Quick google search of that exception says this occurs when there is an
error in the initialization of static methods. Could be some issue related
to how dissection is defined. Maybe try putting the function in a different
static class that is unrelated to the Main class, which may have other
static initialization stuff? Its hard to say much more without any more
context.
TD
On Tue, Jul 15, 2014 at 2:17 AM, Gianluca Privitera
gianluca.privite...@studio.unibo.it wrote:
Hi,
I’ve got a problem with Spark Streaming and tshark.
While I’m running locally I have no problems with this code, but when I
run it on a EC2 cluster I get the exception shown just under the code.
def dissection(s: String): Seq[String] = {
try {
Process(hadoop command to create ./localcopy.tmp).! // calls
hadoop to copy a file from s3 locally
val pb = Process(“tshark … localcopy.tmp”) // calls tshark to
transform the s3 file into sequence of strings
var returnValue = pb.lines_!.toSeq
return returnValue
} catch {
case e: Exception =
System.err.println(“ERROR)
return new MutableList[String]()
}
}
(line 2051 points to the function “dissection”)

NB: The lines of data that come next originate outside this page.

// Language tag and detection.

use serde::{Deserialize, Serialize};

/// Lyric language. `Unknown` is tokenized like English.
#[derive(Debug, Clone, Copy, PartialEq, Eq, Hash, Default, Serialize, Deserialize)]
#[serde(rename_all = "lowercase")]
pub enum Language {
    Chinese,
    English,
    #[default]
    Unknown,
}

impl Language {
    pub fn name(self) -> &'static str {
        match self {
            Language::Chinese => "chinese",
            Language::English => "english",
            Language::Unknown => "unknown",
        }
    }

    /// Parse a configured language. "auto" and unrecognized names give None,
    /// meaning "detect from the text".
    pub fn parse(name: &str) -> Option<Self> {
        match name.trim().to_ascii_lowercase().as_str() {
            "chinese" | "zh" => Some(Language::Chinese),
            "english" | "en" => Some(Language::English),
            _ => None,
        }
    }
}

/// True for CJK Unified Ideographs (U+4E00..=U+9FFF).
pub fn is_cjk_ideograph(c: char) -> bool {
    ('\u{4E00}'..='\u{9FFF}').contains(&c)
}

/// Chinese when more than 30% of the non-whitespace characters are CJK
/// ideographs, Unknown when there are no such characters at all, English
/// otherwise.
pub fn detect_language(text: &str) -> Language {
    let mut total = 0usize;
    let mut cjk = 0usize;
    for c in text.chars().filter(|c| !c.is_whitespace()) {
        total += 1;
        if is_cjk_ideograph(c) {
            cjk += 1;
        }
    }
    if total == 0 {
        return Language::Unknown;
    }
    if cjk as f64 / total as f64 > 0.3 {
        Language::Chinese
    } else {
        Language::English
    }
}

#[cfg(test)]
mod tests {
    use super::*;

    #[test]
    fn test_detect_chinese() {
        assert_eq!(detect_language("小酒窝长睫毛"), Language::Chinese);
        assert_eq!(detect_language("我爱你 baby"), Language::Chinese);
    }

    #[test]
    fn test_detect_english_and_unknown() {
        assert_eq!(detect_language("Twinkle twinkle little star"), Language::English);
        assert_eq!(detect_language("   \n\t "), Language::Unknown);
        assert_eq!(detect_language(""), Language::Unknown);
    }

    #[test]
    fn test_mostly_latin_with_one_hanzi_is_english() {
        assert_eq!(detect_language("hello world 爱"), Language::English);
    }

    #[test]
    fn test_parse_configured_language() {
        assert_eq!(Language::parse("Chinese"), Some(Language::Chinese));
        assert_eq!(Language::parse("en"), Some(Language::English));
        assert_eq!(Language::parse("auto"), None);
    }
}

WARN scheduler.TaskSetManager: Loss was due to
java.lang.ExceptionInInitializerError
java.lang.ExceptionInInitializerError
at Main$$anonfun$11.apply(Main.scala:2051)
at Main$$anonfun$11.apply(Main.scala:2051)

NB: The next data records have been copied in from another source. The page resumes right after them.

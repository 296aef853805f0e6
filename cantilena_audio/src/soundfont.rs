// SoundFont discovery.
//
// The search list is data, not behavior: `default_soundfont_candidates`
// produces the usual install locations with `~` expanded against the given
// home directory, and `discover_soundfont` picks the first that exists. The
// caller injects the result into the mixer configuration.

use std::path::{Path, PathBuf};
use tracing::{info, warn};

const COMMON_SOUNDFONTS: [&str; 7] = [
    "/usr/share/sounds/sf2/FluidR3_GM.sf2",
    "/usr/share/soundfonts/FluidR3_GM.sf2",
    "/usr/share/sounds/sf2/default.sf2",
    "~/.fluidsynth/default_sound_font.sf2",
    "C:/soundfonts/FluidR3_GM.sf2",
    "/usr/local/share/fluidsynth/FluidR3_GM.sf2",
    "/opt/homebrew/share/fluidsynth/FluidR3_GM.sf2",
];

/// Expand a leading `~` against `home`. Without a home the path is returned
/// unchanged.
pub fn expand_home(path: &str, home: Option<&Path>) -> PathBuf {
    match (path.strip_prefix("~/"), home) {
        (Some(rest), Some(home)) => home.join(rest),
        _ => PathBuf::from(path),
    }
}

/// Usual SoundFont install locations.
pub fn default_soundfont_candidates(home: Option<&Path>) -> Vec<PathBuf> {
    COMMON_SOUNDFONTS
        .iter()
        .map(|path| expand_home(path, home))
        .collect()
}

/// First candidate that is an existing file.
pub fn discover_soundfont(candidates: &[PathBuf]) -> Option<PathBuf> {
    let found = candidates.iter().find(|path| path.is_file()).cloned();
    match &found {
        Some(path) => info!(path = %path.display(), "Found soundfont"),
        None => warn!(
            searched = candidates.len(),
            "No soundfont found; MIDI rendering will fail"
        ),
    }
    found
}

at scala.collection.Iterator$$anon$11.next(Iterator.scala:328)
at scala.collection.Iterator$$anon$13.hasNext(Iterator.scala:371)
at scala.collection.Iterator$$anon$11.hasNext(Iterator.scala:327)

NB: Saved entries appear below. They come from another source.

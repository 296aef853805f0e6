// Chord names and voicings for the backing track.
//
// Chord symbols arrive as free text from the suggestion service ("Am",
// "G7", "Fmaj7", "Csus4"). Parsing is deliberately narrow: a root with an
// optional accidental, then one of a fixed set of quality suffixes. Anything
// else parses to None and the accompaniment writer plays a bar of rest.

use crate::pitch::PitchClass;

#[derive(Debug, Clone, Copy, PartialEq, Eq, Hash)]
pub enum ChordQuality {
    Major,
    Minor,
    Diminished,
    Augmented,
    Dominant7,
    Major7,
    Minor7,
    Sus2,
    Sus4,
}

impl ChordQuality {
    pub fn intervals(self) -> &'static [u8] {
        match self {
            ChordQuality::Major => &[0, 4, 7],
            ChordQuality::Minor => &[0, 3, 7],
            ChordQuality::Diminished => &[0, 3, 6],
            ChordQuality::Augmented => &[0, 4, 8],
            ChordQuality::Dominant7 => &[0, 4, 7, 10],
            ChordQuality::Major7 => &[0, 4, 7, 11],
            ChordQuality::Minor7 => &[0, 3, 7, 10],
            ChordQuality::Sus2 => &[0, 2, 7],
            ChordQuality::Sus4 => &[0, 5, 7],
        }
    }

    fn from_suffix(suffix: &str) -> Option<Self> {
        Some(match suffix {
            "" | "maj" | "M" => ChordQuality::Major,
            "m" | "min" | "-" => ChordQuality::Minor,
            "dim" | "o" => ChordQuality::Diminished,
            "aug" | "+" => ChordQuality::Augmented,
            "7" | "dom7" => ChordQuality::Dominant7,
            "maj7" | "M7" => ChordQuality::Major7,
            "m7" | "min7" => ChordQuality::Minor7,
            "sus2" => ChordQuality::Sus2,
            "sus4" | "sus" => ChordQuality::Sus4,
            _ => return None,
        })
    }
}

#[derive(Debug, Clone, Copy, PartialEq, Eq, Hash)]
pub struct Chord {
    pub root: PitchClass,
    pub quality: ChordQuality,
}

impl Chord {
    /// Parse a chord symbol such as "C", "F#m", "Bbmaj7" or "Gsus4".
    pub fn parse(symbol: &str) -> Option<Self> {
        let symbol = symbol.trim();
        let mut root_len = symbol.chars().next()?.len_utf8();
        if matches!(symbol[root_len..].chars().next(), Some('#' | 'b')) {
            root_len += 1;
        }
        let root = PitchClass::parse(&symbol[..root_len])?;
        let quality = ChordQuality::from_suffix(&symbol[root_len..])?;
        Some(Chord { root, quality })
    }

    /// MIDI number of the root in `octave` (C4 = 60).
    pub fn root_midi(self, octave: u8) -> u8 {
        (octave + 1) * 12 + self.root.index()
    }

    /// Closed-position voicing stacked up from the root in `octave`.
    pub fn voicing(self, octave: u8) -> Vec<u8> {
        let root = self.root_midi(octave);
        self.quality
            .intervals()
            .iter()
            .map(|&step| root + step)
            .collect()
    }
}

#[cfg(test)]
mod tests {
    use super::*;

    #[test]
    fn test_parse_common_symbols() {
        assert_eq!(
            Chord::parse("Am"),
            Some(Chord { root: PitchClass::A, quality: ChordQuality::Minor })
        );
        assert_eq!(
            Chord::parse("Bbmaj7"),
            Some(Chord { root: PitchClass::As, quality: ChordQuality::Major7 })
        );
        assert_eq!(
            Chord::parse("G7"),
            Some(Chord { root: PitchClass::G, quality: ChordQuality::Dominant7 })
        );
        assert_eq!(
            Chord::parse("F#dim"),
            Some(Chord { root: PitchClass::Fs, quality: ChordQuality::Diminished })
        );
    }

    #[test]
    fn test_parse_rejects_junk() {
        assert_eq!(Chord::parse(""), None);
        assert_eq!(Chord::parse("Xm"), None);
        assert_eq!(Chord::parse("Cadd9"), None);
        assert_eq!(Chord::parse("和弦"), None);
    }

    #[test]
    fn test_voicing() {
        let c = Chord::parse("C").unwrap();
        assert_eq!(c.voicing(4), vec![60, 64, 67]);
        let am7 = Chord::parse("Am7").unwrap();
        assert_eq!(am7.voicing(4), vec![69, 72, 76, 79]);
        assert_eq!(am7.root_midi(2), 45);
    }
}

at scala.collection.Iterator$$anon$14.hasNext(Iterator.scala:388)
at scala.collection.Iterator$$anon$14.hasNext(Iterator.scala:388)
at org.apache.spark.Aggregator.combineValuesByKey(Aggregator.scala:58)
at
org.apache.spark.rdd.PairRDDFunctions$$anonfun$1.apply(PairRDDFunctions.scala:96)
at
org.apache.spark.rdd.PairRDDFunctions$$anonfun$1.apply(PairRDDFunctions.scala:95)
at org.apache.spark.rdd.RDD$$anonfun$14.apply(RDD.scala:582)
at org.apache.spark.rdd.RDD$$anonfun$14.apply(RDD.scala:582)
at org.apache.spark.rdd.MapPartitionsRDD.compute(MapPartitionsRDD.scala:35)
at org.apache.spark.rdd.RDD.computeOrReadCheckpoint(RDD.scala:262)
at org.apache.spark.rdd.RDD.iterator(RDD.scala:229)
at
org.apache.spark.scheduler.ShuffleMapTask.runTask(ShuffleMapTask.scala:158)
at
org.apache.spark.scheduler.ShuffleMapTask.runTask(ShuffleMapTask.scala:99)
at org.apache.spark.scheduler.Task.run(Task.scala:51)
at org.apache.spark.executor.Executor$TaskRunner.run(Executor.scala:183)
at
java.util.concurrent.ThreadPoolExecutor.runWorker(ThreadPoolExecutor.java:1145)
at
java.util.concurrent.ThreadPoolExecutor$Worker.run(ThreadPoolExecutor.java:615)
at java.lang.Thread.run(Thread.java:744)
Has anyone got an idea why that may happen? I’m pretty sure that the
hadoop call works perfectly.
Thanks
Gianluca